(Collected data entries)
::::::::::

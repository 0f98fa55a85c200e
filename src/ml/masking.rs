// ============================================================
// Layer 5 — Length-aware Keep Mask
// ============================================================
// The cnn_hard document branch drops pooled slots at random
// before max-pooling. Short documents keep more of their slots:
//
//   p = clamp(min(ceil(slots² / doc_len), slots) / 50, 0, 1)
//
// The mask is drawn per slot, per example and per step from a
// seeded StdRng, so a read is reproducible for a fixed seed.

use burn::prelude::*;
use burn::tensor::TensorData;
use rand::{rngs::StdRng, Rng, SeedableRng};

// Normaliser of the keep probability
const KEEP_SCALE: f64 = 50.0;

/// Probability that one of `slots` pooled positions survives for a
/// document of `doc_len` tokens.
pub fn keep_probability(slots: usize, doc_len: usize) -> f64 {
    let slots = slots as f64;
    let expected = if doc_len == 0 {
        slots
    } else {
        (slots * slots / doc_len as f64).ceil().min(slots)
    };
    (expected / KEEP_SCALE).clamp(0.0, 1.0)
}

#[derive(Debug)]
pub struct MaskSampler {
    rng:     StdRng,
    enabled: bool,
}

impl MaskSampler {
    pub fn new(seed: u64, enabled: bool) -> Self {
        Self { rng: StdRng::seed_from_u64(seed), enabled }
    }

    /// Host-side 0/1 mask, row-major `[doc_lens.len(), slots]`.
    pub fn sample(&mut self, doc_lens: &[usize], slots: usize) -> Vec<f32> {
        if !self.enabled {
            return vec![1.0; doc_lens.len() * slots];
        }
        let mut mask = Vec::with_capacity(doc_lens.len() * slots);
        for &len in doc_lens {
            let p = keep_probability(slots, len);
            mask.extend((0..slots).map(|_| if self.rng.gen_bool(p) { 1.0 } else { 0.0 }));
        }
        mask
    }

    pub fn sample_tensor<B: Backend>(&mut self, doc_lens: &[usize], slots: usize, device: &B::Device) -> Tensor<B, 2> {
        let mask = self.sample(doc_lens, slots);
        Tensor::from_data(TensorData::new(mask, [doc_lens.len(), slots]), device)
    }
}
// ============================================================
// Layer 3 — Host-side Match Grid
// ============================================================
// A plain row-major copy of the batched match matrix
// [batch, doc_len, query_len]. Region search policies that scan
// scores one cell at a time read this instead of the tensor, so
// they carry no framework types and their decisions are never
// part of a gradient graph.

#[derive(Debug, Clone, PartialEq)]
pub struct MatchGrid {
    values:  Vec<f32>,
    batch:   usize,
    doc_len: usize,
    q_len:   usize,
}

impl MatchGrid {
    /// Wrap row-major values. Returns None when the length does
    /// not match the stated dimensions.
    pub fn new(values: Vec<f32>, dims: [usize; 3]) -> Option<Self> {
        let [batch, doc_len, q_len] = dims;
        if values.len() != batch * doc_len * q_len {
            return None;
        }
        Some(Self { values, batch, doc_len, q_len })
    }

    pub fn zeros(dims: [usize; 3]) -> Self {
        let [batch, doc_len, q_len] = dims;
        Self { values: vec![0.0; batch * doc_len * q_len], batch, doc_len, q_len }
    }

    pub fn dims(&self) -> [usize; 3] {
        [self.batch, self.doc_len, self.q_len]
    }

    /// One document row of one example (all padded query columns).
    pub fn row(&self, example: usize, row: usize) -> &[f32] {
        let start = (example * self.doc_len + row) * self.q_len;
        &self.values[start..start + self.q_len]
    }

    /// Max score of `row` over the query columns [q_start, q_end).
    /// Returns NEG_INFINITY for an empty column range.
    pub fn row_density(&self, example: usize, row: usize, q_start: usize, q_end: usize) -> f32 {
        let q_end = q_end.min(self.q_len);
        if row >= self.doc_len || q_start >= q_end {
            return f32::NEG_INFINITY;
        }
        self.row(example, row)[q_start..q_end]
            .iter()
            .copied()
            .fold(f32::NEG_INFINITY, f32::max)
    }
}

::::::::::

--- TRY IT ---
Looking at the data above, how many lines hold the string "MaskSampler"? Reply with only the number.

--- TASK RESULT ---
2